NPR, Housing Program Worth Billions Lacks 'Basic Accountability':
An $8 billion federal program to build housing for the poor is so lacking oversight that virtually no one in government knows how it is working, a government auditor testified before Congress today [Low-Income Housing Tax Credit: Actions Needed to Strengthen Oversight and Accountability (GAO-17-784T) (Aug. 1, 2017)].
IRS and no one else in the federal government really has an idea of what's going on," said Daniel Garcia-Diaz, an auditor with the Government Accountability Office while testifying before the U.S. Senate Committee on Finance. "These are basic accountability requirements we would expect of any program, especially one as important as this one."
The program, called the Low Income Housing Tax Credit program, gives developers and investors billions of dollars in tax credits to build new affordable housing for tens of thousands of people each year. It is one of the federal government's two main programs to provide housing for the poor, along with the Section 8 rental assistance program.

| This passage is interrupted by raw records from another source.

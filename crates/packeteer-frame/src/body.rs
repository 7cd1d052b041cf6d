//! Primitive read/write layer for message bodies.
//!
//! Body encoding, independent of framing:
//! - byte, boolean, null marker: one byte
//! - i16 / i32 / i64: big-endian, no prefix
//! - f32 / f64: IEEE-754 bits as i32 / i64
//! - bytes, string: 4-byte big-endian length, then the data (UTF-8 for strings)

use bytes::{Buf, BufMut, Bytes, BytesMut};

use crate::bigendian;

/// Errors raised while encoding or decoding a message body.
#[derive(Debug, thiserror::Error)]
pub enum BodyError {
    /// The body ended before a complete value could be read.
    #[error("end of body: needed {needed} bytes, {available} available")]
    EndOfStream { needed: usize, available: usize },

    /// A length prefix was negative.
    #[error("negative length prefix ({0})")]
    NegativeLength(i32),

    /// A byte field is too long for its 4-byte length prefix.
    #[error("byte field too long ({0} bytes)")]
    TooLong(usize),

    /// A string field was not valid UTF-8.
    #[error("invalid UTF-8 in string field: {0}")]
    InvalidUtf8(#[from] std::string::FromUtf8Error),

    /// Message-specific validation failed.
    #[error("{0}")]
    Invalid(String),
}

pub type Result<T> = std::result::Result<T, BodyError>;

const INITIAL_BODY_CAPACITY: usize = 64;

/// Append-only body encoder.
#[derive(Debug, Default)]
pub struct BodyWriter {
    buf: BytesMut,
}

impl BodyWriter {
    pub fn new() -> Self {
        Self {
            buf: BytesMut::with_capacity(INITIAL_BODY_CAPACITY),
        }
    }

    pub fn len(&self) -> usize {
        self.buf.len()
    }

    pub fn is_empty(&self) -> bool {
        self.buf.is_empty()
    }

    pub fn write_byte(&mut self, b: u8) -> &mut Self {
        self.buf.put_u8(b);
        self
    }

    /// Length-prefixed byte field.
    pub fn write_bytes(&mut self, data: &[u8]) -> Result<&mut Self> {
        let len = i32::try_from(data.len()).map_err(|_| BodyError::TooLong(data.len()))?;
        self.write_i32(len);
        self.buf.put_slice(data);
        Ok(self)
    }

    pub fn write_str(&mut self, s: &str) -> Result<&mut Self> {
        self.write_bytes(s.as_bytes())
    }

    /// Explicit "absent" marker.
    pub fn write_null(&mut self) -> &mut Self {
        self.write_byte(0)
    }

    pub fn write_bool(&mut self, value: bool) -> &mut Self {
        self.write_byte(u8::from(value))
    }

    pub fn write_i16(&mut self, v: i16) -> &mut Self {
        self.buf.put_slice(&bigendian::i16_to_bytes(v));
        self
    }

    pub fn write_i32(&mut self, v: i32) -> &mut Self {
        self.buf.put_slice(&bigendian::i32_to_bytes(v));
        self
    }

    pub fn write_i64(&mut self, v: i64) -> &mut Self {
        self.buf.put_slice(&bigendian::i64_to_bytes(v));
        self
    }

    pub fn write_f32(&mut self, v: f32) -> &mut Self {
        self.buf.put_slice(&bigendian::f32_to_bytes(v));
        self
    }

    pub fn write_f64(&mut self, v: f64) -> &mut Self {
        self.buf.put_slice(&bigendian::f64_to_bytes(v));
        self
    }

    /// Finish and take the encoded body.
    pub fn into_bytes(self) -> Bytes {
        self.buf.freeze()
    }
}

/// Sequential body decoder over an in-memory payload.
///
/// Every read checks the remaining length first; reading past the end
/// fails with [`BodyError::EndOfStream`] and consumes nothing.
#[derive(Debug, Clone)]
pub struct BodyReader {
    buf: Bytes,
}

impl BodyReader {
    pub fn new(payload: impl Into<Bytes>) -> Self {
        Self {
            buf: payload.into(),
        }
    }

    /// Bytes left to read.
    pub fn available(&self) -> usize {
        self.buf.remaining()
    }

    fn take<const N: usize>(&mut self) -> Result<[u8; N]> {
        self.ensure(N)?;
        let mut out = [0u8; N];
        self.buf.copy_to_slice(&mut out);
        Ok(out)
    }

    fn ensure(&self, needed: usize) -> Result<()> {
        if self.buf.remaining() < needed {
            return Err(BodyError::EndOfStream {
                needed,
                available: self.buf.remaining(),
            });
        }
        Ok(())
    }

    pub fn read_byte(&mut self) -> Result<u8> {
        let [b] = self.take::<1>()?;
        Ok(b)
    }

    /// Length-prefixed byte field. Zero-copy.
    pub fn read_bytes(&mut self) -> Result<Bytes> {
        self.ensure(4)?;
        let len = i32::from_be_bytes([self.buf[0], self.buf[1], self.buf[2], self.buf[3]]);
        let len = usize::try_from(len).map_err(|_| BodyError::NegativeLength(len))?;
        self.ensure(4 + len)?;
        self.buf.advance(4);
        Ok(self.buf.split_to(len))
    }

    pub fn read_string(&mut self) -> Result<String> {
        let raw = self.read_bytes()?;
        Ok(String::from_utf8(raw.to_vec())?)
    }

    /// Consume a null marker.
    pub fn read_null(&mut self) -> Result<()> {
        self.read_byte().map(|_| ())
    }

    /// Any non-zero byte reads as `true`.
    pub fn read_bool(&mut self) -> Result<bool> {
        self.read_byte().map(|b| b != 0)
    }

    pub fn read_i16(&mut self) -> Result<i16> {
        self.take::<2>().map(i16::from_be_bytes)
    }

    pub fn read_i32(&mut self) -> Result<i32> {
        self.take::<4>().map(i32::from_be_bytes)
    }

    pub fn read_i64(&mut self) -> Result<i64> {
        self.take::<8>().map(i64::from_be_bytes)
    }

    pub fn read_f32(&mut self) -> Result<f32> {
        self.read_i32().map(|bits| f32::from_bits(bits as u32))
    }

    pub fn read_f64(&mut self) -> Result<f64> {
        self.read_i64().map(|bits| f64::from_bits(bits as u64))
    }
}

But an investigation in May by NPR and the PBS program FRONTLINE found that LIHTC is producing fewer new units of housing each year while costing taxpayers 50 percent more in tax credit dollars — even after accounting for increasing construction costs.
Garcia Diaz said there is no way for government auditors to determine whether the projects are costing too much, whether developments are completed on time, or if the buildings are in compliance — because the IRS does not collect or maintain that data.
Diaz noted that the IRS has only audited seven of the 58 state agencies that administer the program in more than 30 years, and when audits were completed, significant problems were found.